当前位置：网站首页>Introduction to machine learning compilation course learning notes lesson 2 tensor program abstraction

Introduction to machine learning compilation course learning notes lesson 2 tensor program abstraction

2022-06-30 22:34:00 【herosunly】

In this lesson slides Links are as follows ：https://mlc.ai/summer22-zh/slides/2-TensorProgram.pdf;notes Links are as follows ：https://mlc.ai/zh/chapter_tensor_program/.

List of articles

1. The outline of this lesson
2. Metatensor function
3. Tensor program abstraction
4. Tensor program transformation practice
5. summary

1. The outline of this lesson

Metatensor function ( Tensor operator )
Tensor program abstraction

Through this lesson, I have a deeper understanding of batch processing . Batch processing and small batch gradient descent are similar ( The premise is that the calculation is independent ).
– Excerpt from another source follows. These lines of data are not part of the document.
//! Validation helpers for volatility parameters and optimizer inputs.
//!
//! Purpose
//! -------
//! Centralize the small checks used by parameter constructors and the θ
//! mapping so every entry point fails fast with a structured [`ParamError`].
//!
//! Key behaviors
//! -------------
//! - ω: finite, and strictly positive for GARCH.
//! - α, β: correct length; finite, and non-negative for GARCH.
//! - γ and μ: finite.
//! - Stationarity: `Σα + Σβ < 1` (GARCH) or `Σ|β| < 1` (EGARCH).
//! - θ: expected length and finite entries.
//!
//! Conventions
//! -----------
//! - Coefficient indices in errors are 0-based lag positions.
//! - Nothing here panics on invalid inputs.
use crate::volatility::{
    core::spec::ParamLayout,
    errors::{ParamError, ParamResult},
};
use ndarray::ArrayView1;

/// ω must be finite; `positive` additionally requires ω > 0 (GARCH).
pub fn validate_omega(omega: f64, positive: bool) -> ParamResult<()> {
    if !omega.is_finite() || (positive && omega <= 0.0) {
        return Err(ParamError::InvalidOmega { value: omega });
    }
    Ok(())
}

pub fn validate_mean(mu: Option<f64>) -> ParamResult<()> {
    match mu {
        Some(value) if !value.is_finite() => Err(ParamError::InvalidMean { value }),
        _ => Ok(()),
    }
}

/// Length `p`; finite entries, and non-negative when `non_negative`.
pub fn validate_alpha(alpha: ArrayView1<f64>, p: usize, non_negative: bool) -> ParamResult<()> {
    if alpha.len() != p {
        return Err(ParamError::AlphaLengthMismatch { expected: p, actual: alpha.len() });
    }
    if let Some((index, value)) = first_invalid(alpha, non_negative) {
        return Err(ParamError::InvalidAlpha { index, value });
    }
    Ok(())
}

/// Length `q`; finite entries, and non-negative when `non_negative`.
pub fn validate_beta(beta: ArrayView1<f64>, q: usize, non_negative: bool) -> ParamResult<()> {
    if beta.len() != q {
        return Err(ParamError::BetaLengthMismatch { expected: q, actual: beta.len() });
    }
    if let Some((index, value)) = first_invalid(beta, non_negative) {
        return Err(ParamError::InvalidBeta { index, value });
    }
    Ok(())
}

/// Length `p` (reported as an α-length mismatch since γ shares the ARCH
/// order) and finite entries.
pub fn validate_gamma(gamma: ArrayView1<f64>, p: usize) -> ParamResult<()> {
    if gamma.len() != p {
        return Err(ParamError::AlphaLengthMismatch { expected: p, actual: gamma.len() });
    }
    if let Some((index, value)) = first_invalid(gamma, false) {
        return Err(ParamError::InvalidGamma { index, value });
    }
    Ok(())
}

/// Persistence must be strictly below one.
pub fn validate_persistence(persistence: f64) -> ParamResult<()> {
    if !persistence.is_finite() || persistence >= 1.0 {
        return Err(ParamError::StationarityViolated { coeff_sum: persistence });
    }
    Ok(())
}

/// θ must match the layout length and contain only finite values.
pub fn validate_theta(theta: ArrayView1<f64>, layout: &ParamLayout) -> ParamResult<()> {
    if theta.len() != layout.len {
        return Err(ParamError::ThetaLengthMismatch { expected: layout.len, actual: theta.len() });
    }
    if let Some((index, &value)) = theta.iter().enumerate().find(|(_, v)| !v.is_finite()) {
        return Err(ParamError::InvalidThetaInput { index, value });
    }
    Ok(())
}

fn first_invalid(x: ArrayView1<f64>, non_negative: bool) -> Option<(usize, f64)> {
    x.iter()
        .enumerate()
        .find(|(_, v)| !v.is_finite() || (non_negative && **v < 0.0))
        .map(|(i, v)| (i, *v))
}

#[cfg(test)]
mod tests {
    use super::*;
    use crate::volatility::core::spec::{MeanModel, ModelFamily, ModelSpec};
    use ndarray::array;

    // -------------------------------------------------------------------------
    // Scope
    // -----
    // These tests cover:
    // - Sign rules that differ between GARCH and EGARCH coefficients.
    // - Length mismatches and stationarity.
    // - θ length and finiteness.
    // -------------------------------------------------------------------------

    #[test]
    // Purpose
    // -------
    // Sign constraints apply only when requested.
    //
    // Given
    // -----
    // - ω = −0.5, α = [−0.1], β = [−0.2].
    //
    // Expect
    // ------
    // - Rejected in GARCH mode, accepted in EGARCH mode.
    fn sign_rules_follow_family() {
        assert!(matches!(validate_omega(-0.5, true), Err(ParamError::InvalidOmega { .. })));
        assert!(validate_omega(-0.5, false).is_ok());
        assert!(matches!(
            validate_alpha(array![-0.1].view(), 1, true),
            Err(ParamError::InvalidAlpha { index: 0, .. })
        ));
        assert!(validate_alpha(array![-0.1].view(), 1, false).is_ok());
        assert!(validate_beta(array![-0.2].view(), 1, false).is_ok());
        assert!(validate_beta(array![-0.2].view(), 1, true).is_err());
    }

    #[test]
    // Purpose
    // -------
    // Lengths, non-finite values, and persistence are checked.
    //
    // Given
    // -----
    // - β of length 2 for q = 1, γ = [NaN], persistence 1.0, μ = ∞.
    //
    // Expect
    // ------
    // - BetaLengthMismatch, InvalidGamma, StationarityViolated, InvalidMean.
    fn lengths_finiteness_and_persistence() {
        assert_eq!(
            validate_beta(array![0.1, 0.2].view(), 1, true).unwrap_err(),
            ParamError::BetaLengthMismatch { expected: 1, actual: 2 }
        );
        assert!(matches!(
            validate_gamma(array![f64::NAN].view(), 1),
            Err(ParamError::InvalidGamma { index: 0, .. })
        ));
        assert!(matches!(
            validate_persistence(1.0),
            Err(ParamError::StationarityViolated { .. })
        ));
        assert!(validate_persistence(0.999).is_ok());
        assert!(matches!(
            validate_mean(Some(f64::INFINITY)),
            Err(ParamError::InvalidMean { .. })
        ));
        assert!(validate_mean(None).is_ok());
    }

    #[test]
    // Purpose
    // -------
    // θ validation uses the layout length.
    //
    // Given
    // -----
    // - GARCH(1,1) zero-mean layout (k = 3); θ of length 4 and θ with NaN.
    //
    // Expect
    // ------
    // - ThetaLengthMismatch and InvalidThetaInput { index: 1 }.
    fn theta_checks_use_layout() {
        let layout = ModelSpec::one_one(ModelFamily::Garch).layout(MeanModel::Zero);
        assert_eq!(
            validate_theta(array![0.0, 0.0, 0.0, 0.0].view(), &layout).unwrap_err(),
            ParamError::ThetaLengthMismatch { expected: 3, actual: 4 }
        );
        assert!(matches!(
            validate_theta(array![0.0, f64::NAN, 0.0].view(), &layout),
            Err(ParamError::InvalidThetaInput { index: 1, .. })
        ));
        assert!(validate_theta(array![0.0, 1.0, 2.0].view(), &layout).is_ok());
    }

    #[test]
    // Purpose
    // -------
    // Coefficient errors report the first offending entry by position and
    // value.
    //
    // Given
    // -----
    // - β = [0.5, −0.2, −0.3] (GARCH mode) and γ = [0.1, NaN].
    //
    // Expect
    // ------
    // - InvalidBeta { index: 1, value: −0.2 }.
    // - InvalidGamma at index 1 carrying the NaN.
    fn first_offending_entry_is_reported() {
        let beta = validate_beta(array![0.5, -0.2, -0.3].view(), 3, true);
        let gamma = validate_gamma(array![0.1, f64::NAN].view(), 2);

        assert_eq!(beta, Err(ParamError::InvalidBeta { index: 1, value: -0.2 }));
        assert!(matches!(
            gamma,
            Err(ParamError::InvalidGamma { index: 1, value }) if value.is_nan()
        ));
    }
}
This will be described in more detail later .

2. Metatensor function

A meta tensor function is a single element ( Minimum particle size ) The tensor function of . With PyTorch Take addition in as an example ：

import torch
C = torch.empty((128,), dtype=torch.float32)
a = torch.tensor(np.arange(128, dtype="float32"))
b = torch.tensor(np.ones(128, dtype="float32"))

torch.add(a,b,out=c) # torch.add can be viewed as a primitive tensor function

that torch.add How to achieve it ？ Or in actual deployment , How to put different steps ( Multiple tensor functions ) Merge together ？
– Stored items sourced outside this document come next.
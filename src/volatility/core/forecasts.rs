//! Multi-step conditional-volatility forecasts.
//!
//! Purpose
//! -------
//! Project the conditional variance of a fitted model `h` steps past the end
//! of the sample and report it in standard-deviation units, together with a
//! `degraded` flag and any warnings raised on the way.
//!
//! Key behaviors
//! -------------
//! - GARCH: unobserved `ε²_{T+k}` are replaced by their expectation
//!   `σ²_{T+k}`; for (1,1) this is `σ²_{T+k} = ω + (α+β) σ²_{T+k−1}` and
//!   converges to `ω / (1 − Σα − Σβ)`.
//! - EGARCH: step 1 is exact from the last standardized residuals. Future
//!   shock terms are replaced by `ln E[exp(α|z| + γz)] − α√(2/π)` under
//!   normality, computed in log space (see [`log_expected_shock`]).
//! - The simplified EGARCH propagation, which drops future shock terms, is
//!   computed alongside; a relative volatility deviation above
//!   [`FORECAST_DEVIATION_THRESHOLD`] is recorded as
//!   [`VolWarning::ForecastDeviation`].
//! - Any non-finite value, or a value above the variance ceiling, switches
//!   the whole path to the last in-sample volatility repeated `h` times with
//!   `degraded = true` and a [`VolWarning::ForecastDegraded`] warning.
//!
//! Conventions
//! -----------
//! - Output is per-period volatility in percent. Use
//!   [`ForecastPath::annualized`] for annual units.
//! - Forecast values below the variance floor are floored, not degraded.
use crate::volatility::{
    core::{
        data::annualize,
        guards::VarianceGuards,
        params::{EgarchParams, GarchParams, VolParams},
        recursion::E_ABS_Z,
    },
    errors::{VolError, VolResult, VolWarning},
};
use ndarray::{Array1, ArrayView1};
use statrs::function::erf::erfc;
use std::f64::consts::FRAC_1_SQRT_2;

/// Relative deviation between the simplified and expectation-based EGARCH
/// paths above which a warning is recorded.
pub const FORECAST_DEVIATION_THRESHOLD: f64 = 0.10;

/// Last in-sample residuals and variances, oldest first, ending at time T.
#[derive(Debug, Clone, PartialEq)]
pub struct ForecastSeed {
    pub residuals: Array1<f64>,
    pub variances: Array1<f64>,
}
abstract And Realization Is one of the core concepts of this course . For the same tensor operator , There are different ways to achieve ：

The second representation is a refinement of the first representation , The third representation is the use of low-level languages (C Language , Even in assembly language ) For more efficient implementation .
Insert picture description here
One most common MLC process that many frameworks offer is to transform the implementations of primitive functions(or dispatch them in runtime) to more optimized ones based on the environment.

A common method in tensor operator transformation is to map it directly to the corresponding operator library . For example CUDA Environment , You can use cudaAdd. Another common one is Finer grained program transformation . The former can be directly represented by symbols , The latter needs to be expressed in a circular form .
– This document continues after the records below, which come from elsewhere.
#[cfg(test)]
mod tests {
    use super::*;
    use crate::volatility::errors::ParamError;
    use approx::assert_relative_eq;
    use ndarray::array;

    // -------------------------------------------------------------------------
    // Scope
    // -----
    // These tests cover:
    // - θ round trips for GARCH(1,1) with a mean and EGARCH(2,1).
    // - Admissibility of arbitrary θ (stationarity by construction).
    // - The θ chain rule against finite differences of a linear functional.
    // - Constructor rejections.
    // -------------------------------------------------------------------------

    fn garch11_mu() -> VolParams {
        VolParams::Garch(
            GarchParams::new(Some(0.05), 0.02, array![0.08], array![0.9], 1, 1).unwrap(),
        )
    }

    fn egarch21() -> VolParams {
        VolParams::Egarch(
            EgarchParams::new(
                None,
                -0.1,
                array![0.1, 0.05],
                array![-0.08, 0.02],
                array![0.95],
                2,
                1,
            )
            .unwrap(),
        )
    }

    #[test]
    // Purpose
    // -------
    // θ → params → θ recovers the coefficients for both families.
    //
    // Given
    // -----
    // - GARCH(1,1) with μ and EGARCH(2,1) without μ.
    //
    // Expect
    // ------
    // - from_theta(to_theta(x)) ≈ x coefficient-wise.
    fn theta_round_trip_recovers_coefficients() {
        for params in [garch11_mu(), egarch21()] {
            // Act
            let theta = params.to_theta();
            let back =
                VolParams::from_theta(theta.view(), &params.spec(), params.mean_model()).unwrap();

            // Assert
            let (a, b) = (params.to_natural(), back.to_natural());
            for (x, y) in a.iter().zip(b.iter()) {
                assert_relative_eq!(x, y, epsilon = 1e-8);
            }
        }
    }

    #[test]
    // Purpose
    // -------
    // Any finite θ maps to admissible coefficients.
    //
    // Given
    // -----
    // - Extreme logits for GARCH(1,2) and EGARCH(1,2).
    //
    // Expect
    // ------
    // - GARCH persistence < 1 with non-negative α, β; EGARCH Σ|β| < 1.
    fn extreme_theta_stays_admissible() {
        let g_spec = ModelSpec::new(ModelFamily::Garch, 1, 2).unwrap();
        let e_spec = ModelSpec::new(ModelFamily::Egarch, 1, 2).unwrap();

        let g_theta = array![50.0, 40.0, 40.0, 40.0];
        let g = VolParams::from_theta(g_theta.view(), &g_spec, MeanModel::Zero).unwrap();
        let e = VolParams::from_theta(
            array![0.0, 0.3, -0.2, 30.0, 30.0].view(),
            &e_spec,
            MeanModel::Zero,
        )
        .unwrap();

        assert!(g.persistence() < 1.0);
        assert!(g.alpha().iter().chain(g.beta().iter()).all(|v| *v >= 0.0));
        assert!(e.persistence() < 1.0);
    }

    #[test]
    // Purpose
    // -------
    // The chain rule matches finite differences of a linear functional of
    // the natural coefficients.
    //
    // Given
    // -----
    // - L(θ) = w · natural(θ) with fixed weights w.
    // - GARCH(1,1) with μ and EGARCH(2,1).
    //
    // Expect
    // ------
    // - natural_grad_to_theta(w) ≈ central differences of L.
    fn chain_rule_matches_finite_differences() {
        for params in [garch11_mu(), egarch21()] {
            // Arrange
            let spec = params.spec();
            let mean = params.mean_model();
            let theta = params.to_theta();
            let w = Array1::from_shape_fn(theta.len(), |i| 0.3 + 0.7 * i as f64);
            let objective = |t: &Array1<f64>| {
                VolParams::from_theta(t.view(), &spec, mean).unwrap().to_natural().dot(&w)
            };

            // Act
            let analytic = params.natural_grad_to_theta(theta.view(), w.view());

            // Assert
            let h = 1e-6;
            for k in 0..theta.len() {
                let (mut up, mut dn) = (theta.clone(), theta.clone());
                up[k] += h;
                dn[k] -= h;
                let fd = (objective(&up) - objective(&dn)) / (2.0 * h);
                assert_relative_eq!(analytic[k], fd, epsilon = 1e-5, max_relative = 1e-5);
            }
        }
    }

    #[test]
    // Purpose
    // -------
    // Constructors reject out-of-domain coefficients.
    //
    // Given
    // -----
    // - GARCH with α + β = 1.02, GARCH with ω = 0, EGARCH with β = 1.
    //
    // Expect
    // ------
    // - StationarityViolated, InvalidOmega, StationarityViolated.
    fn constructors_reject_invalid_coefficients() {
        assert!(matches!(
            GarchParams::new(None, 0.1, array![0.1], array![0.92], 1, 1),
            Err(ParamError::StationarityViolated { .. })
        ));
        assert!(matches!(
            GarchParams::new(None, 0.0, array![0.1], array![0.8], 1, 1),
            Err(ParamError::InvalidOmega { .. })
        ));
        assert!(matches!(
            EgarchParams::new(None, 0.0, array![0.1], array![0.0], array![1.0], 1, 1),
            Err(ParamError::StationarityViolated { .. })
        ));
    }

    #[test]
    // Purpose
    // -------
    // Long-run variance follows each family's formula.
    //
    // Given
    // -----
    // - GARCH ω = 0.02, α + β = 0.98; EGARCH ω = −0.1, β = 0.95.
    //
    // Expect
    // ------
    // - 1.0 and exp(−2.0).
    fn long_run_variance_by_family() {
        assert_relative_eq!(garch11_mu().long_run_variance(), 1.0, epsilon = 1e-12);
        assert_relative_eq!(egarch21().long_run_variance(), (-2.0_f64).exp(), epsilon = 1e-12);
    }
}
Insert picture description here

3. Tensor program abstraction

The tensor operator transformation mentioned above includes two common forms , One is to map directly to the corresponding operator library , The other is to carry out finer grained program transformation . The latter is called Tensor function abstraction .

The picture below is TVM An example in ：
Insert picture description here
Tensor function abstraction includes three key elements ：

Multidimensional input 、 Output data .
loop .
In each cycle , Make the corresponding calculation .

It involves a problem ： That is why we don't use C Language and other low-level languages . It mainly lies in that the core of machine learning compilation is not only that the program ape can complete the coding , It is more important to complete the tensor operator transformation , That is, given a tensor, it will be transformed from the original form to a more optimized form ( Try different transformations , Finally find the most optimized form ). If we can explore the equivalent space corresponding to the possible tensor function through the program , Can greatly improve efficiency .

3.1 Why do we need tensor program abstraction

Insert picture description here

stay Program-based transformnations Loop splitting in , In essence, it is to transform a single-layer cycle into a double-layer cycle ( Loop splitting is a common transformation ), and Transformed program It involves parallelization and vectorization , Vectorization here means that each step is based on the length 4 Unit of ( The batch ) To do an operation .

3.2 Common tensor transformations

3.2.1 Loop split

Insert picture description here
The equivalent substitution includes ： $x=x_o*4+x_i$

3.2.2 Cyclic rearrangement

The essence of cycle rearrangement is to replace the sequence of two cycles .
Insert picture description here

3.2.3 Thread binding

Insert picture description here
If in GPU Parallelize on , You can put xi and xo Corresponding to GPU On two threads of . By binding GPU The thread of gets the final result ( More in-depth explanations will be given in subsequent chapters ).

Try different transformation combinations in different hardware environments , Then, according to the test, the optimal transformation is obtained in the equivalent space corresponding to the tensor function . One thing to note is that , The transformation here must be equivalent . Here's a counterexample , In essence, it can be expressed as $C = A + C$ ,C For others index Under the C The results are dependent ( stay xo = 4, xi = 0 The situation will be right xo = 0, xi = 1 Results in dependency , And if we change the order of the loop xo = 0, xi = 1 It will be circulated to ), If it's just simple reorder, The order of the loop will change, causing the dependency to be broken , The left side of the equation will appear C To the right of the equation C There is no result yet . So there is no loop rearrangement here .

for xo in range(32):
    for xi in range(4):
        C[xo * 4 + xi] = A[xo * 4 + xi] + C[max(xo * 4 + xi – 1, 0)]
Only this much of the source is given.